**Exercise objective:** When a line below contains the string "types", show that line.

__________________________________________________

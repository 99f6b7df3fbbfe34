//! Per-node resilience: retry, circuit breaking, fallback, dead-letter
//! capture.
//!
//! Resilience is expressed as a wrapping value, not inheritance: a
//! [`ResilientNode`] holds an inner `Arc<dyn Node>` and a
//! [`ResilienceConfig`], and itself implements [`Node`]. The executor
//! never knows whether a registered node is wrapped.
//!
//! Composition order per attempt: the [`RetryPolicy`] is outermost; each
//! attempt is gated by the [`CircuitBreaker`] when one is configured (an
//! open breaker consumes the attempt without running node logic). When
//! every attempt is exhausted the fallback, dead-letter capture, and
//! suppress stages apply, in that order.

pub mod breaker;
pub mod retry;

pub use breaker::{CircuitBreaker, CircuitBreakerConfig, CircuitBreakerRegistry, CircuitState};
pub use retry::{RetryObserver, RetryPolicy, RetryPredicate};

use std::fmt;
use std::sync::Arc;
use std::sync::atomic::{AtomicU32, Ordering};

use async_trait::async_trait;

use crate::dlq::DeadLetterQueue;
use crate::node::{ExecutionContext, FailureKind, Node, NodeError};
use crate::port::Port;
use crate::types::PortValueMap;

/// Alternative computation substituted for a failed primary computation.
///
/// Invoked with the terminal error and the invocation context; its
/// output map becomes the node's result.
pub type FallbackFn =
    Arc<dyn Fn(&NodeError, &ExecutionContext) -> Result<PortValueMap, NodeError> + Send + Sync>;

/// Optional per-node resilience configuration.
#[derive(Clone, Default)]
pub struct ResilienceConfig {
    retry: Option<RetryPolicy>,
    breaker: Option<Arc<CircuitBreaker>>,
    fallback: Option<FallbackFn>,
    dead_letter: Option<Arc<DeadLetterQueue>>,
    suppress_errors: bool,
}

impl ResilienceConfig {
    #[must_use]
    pub fn new() -> Self {
        Self::default()
    }

    /// Retry failed attempts under the given policy.
    #[must_use]
    pub fn with_retry(mut self, policy: RetryPolicy) -> Self {
        self.retry = Some(policy);
        self
    }

    /// Gate every attempt through a shared circuit breaker.
    #[must_use]
    pub fn with_breaker(mut self, breaker: Arc<CircuitBreaker>) -> Self {
        self.breaker = Some(breaker);
        self
    }

    /// Substitute the fallback's output when every attempt failed.
    #[must_use]
    pub fn with_fallback<F>(mut self, fallback: F) -> Self
    where
        F: Fn(&NodeError, &ExecutionContext) -> Result<PortValueMap, NodeError>
            + Send
            + Sync
            + 'static,
    {
        self.fallback = Some(Arc::new(fallback));
        self
    }

    /// Capture unrecoverable failures to the given dead letter queue.
    #[must_use]
    pub fn with_dead_letter(mut self, queue: Arc<DeadLetterQueue>) -> Self {
        self.dead_letter = Some(queue);
        self
    }

    /// Swallow unrecoverable failures, yielding an empty output map.
    #[must_use]
    pub fn suppress_errors(mut self) -> Self {
        self.suppress_errors = true;
        self
    }
}

impl fmt::Debug for ResilienceConfig {
    fn fmt(&self, f: &mut fmt::Formatter<'_>) -> fmt::Result {
        f.debug_struct("ResilienceConfig")
            .field("retry", &self.retry)
            .field("breaker", &self.breaker.as_ref().map(|b| b.name().to_string()))
            .field("fallback", &self.fallback.as_ref().map(|_| "<fn>"))
            .field("dead_letter", &self.dead_letter.is_some())
            .field("suppress_errors", &self.suppress_errors)
            .finish()
    }
}

/// A [`Node`] wrapper composing retry, circuit breaking, fallback, and
/// dead-letter capture around an inner node's own logic.
///
/// # Examples
///
/// ```rust,no_run
/// use std::sync::Arc;
/// use dataloom::dlq::{DeadLetterConfig, DeadLetterQueue};
/// use dataloom::resilience::{ResilienceConfig, ResilientNode, RetryPolicy};
/// # use async_trait::async_trait;
/// # use dataloom::node::{ExecutionContext, Node, NodeError};
/// # use dataloom::port::Port;
/// # use dataloom::types::PortValueMap;
/// # struct Fetcher;
/// # #[async_trait]
/// # impl Node for Fetcher {
/// #     fn id(&self) -> &str { "fetcher" }
/// #     fn input_ports(&self) -> &[Port] { &[] }
/// #     fn output_ports(&self) -> &[Port] { &[] }
/// #     async fn run(&self, _: &ExecutionContext) -> Result<PortValueMap, NodeError> {
/// #         Ok(PortValueMap::default())
/// #     }
/// # }
///
/// let dead_letters = Arc::new(DeadLetterQueue::new(DeadLetterConfig::default()));
/// let node = ResilientNode::new(
///     Fetcher,
///     ResilienceConfig::new()
///         .with_retry(RetryPolicy::new(3))
///         .with_dead_letter(dead_letters),
/// );
/// ```
pub struct ResilientNode {
    inner: Arc<dyn Node>,
    config: ResilienceConfig,
}

impl ResilientNode {
    /// Wrap a node value.
    pub fn new(inner: impl Node + 'static, config: ResilienceConfig) -> Self {
        Self::wrap(Arc::new(inner), config)
    }

    /// Wrap an already shared node.
    #[must_use]
    pub fn wrap(inner: Arc<dyn Node>, config: ResilienceConfig) -> Self {
        Self { inner, config }
    }

    /// The wrapped node.
    #[must_use]
    pub fn inner(&self) -> &Arc<dyn Node> {
        &self.inner
    }

    /// One attempt: breaker-gated inner logic.
    async fn attempt(
        &self,
        ctx: &ExecutionContext,
        attempts: &AtomicU32,
    ) -> Result<PortValueMap, NodeError> {
        attempts.fetch_add(1, Ordering::Relaxed);
        match &self.config.breaker {
            Some(breaker) => breaker.execute(|| self.inner.run(ctx)).await,
            None => self.inner.run(ctx).await,
        }
    }
}

#[async_trait]
impl Node for ResilientNode {
    fn id(&self) -> &str {
        self.inner.id()
    }

    fn name(&self) -> &str {
        self.inner.name()
    }

    fn input_ports(&self) -> &[Port] {
        self.inner.input_ports()
    }

    fn output_ports(&self) -> &[Port] {
        self.inner.output_ports()
    }

    fn validate(&self) -> bool {
        self.inner.validate()
    }

    async fn run(&self, ctx: &ExecutionContext) -> Result<PortValueMap, NodeError> {
        let attempts = AtomicU32::new(0);
        let outcome = match &self.config.retry {
            Some(policy) => policy.execute(|| self.attempt(ctx, &attempts)).await,
            None => self.attempt(ctx, &attempts).await,
        };

        let error = match outcome {
            Ok(outputs) => return Ok(outputs),
            Err(error) => error,
        };

        let error = match &self.config.fallback {
            Some(fallback) => match fallback(&error, ctx) {
                Ok(outputs) => {
                    tracing::info!(node = self.id(), "fallback substituted a result");
                    return Ok(outputs);
                }
                Err(fallback_error) => NodeError::new(
                    FailureKind::Fallback,
                    self.id(),
                    format!("fallback failed: {}", fallback_error.message),
                )
                .with_cause(error),
            },
            None => error,
        };

        if let Some(queue) = &self.config.dead_letter {
            queue.capture(
                ctx,
                self.id(),
                self.name(),
                &error,
                attempts.load(Ordering::Relaxed),
            );
        }

        if self.config.suppress_errors {
            tracing::debug!(node = self.id(), error = %error, "failure suppressed");
            return Ok(PortValueMap::default());
        }
        Err(error)
    }
}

__________________________________________________

**Solution to this exercise:**
use crate::types::PortValueMap;
/// # use dataloom::types::PortValueMap;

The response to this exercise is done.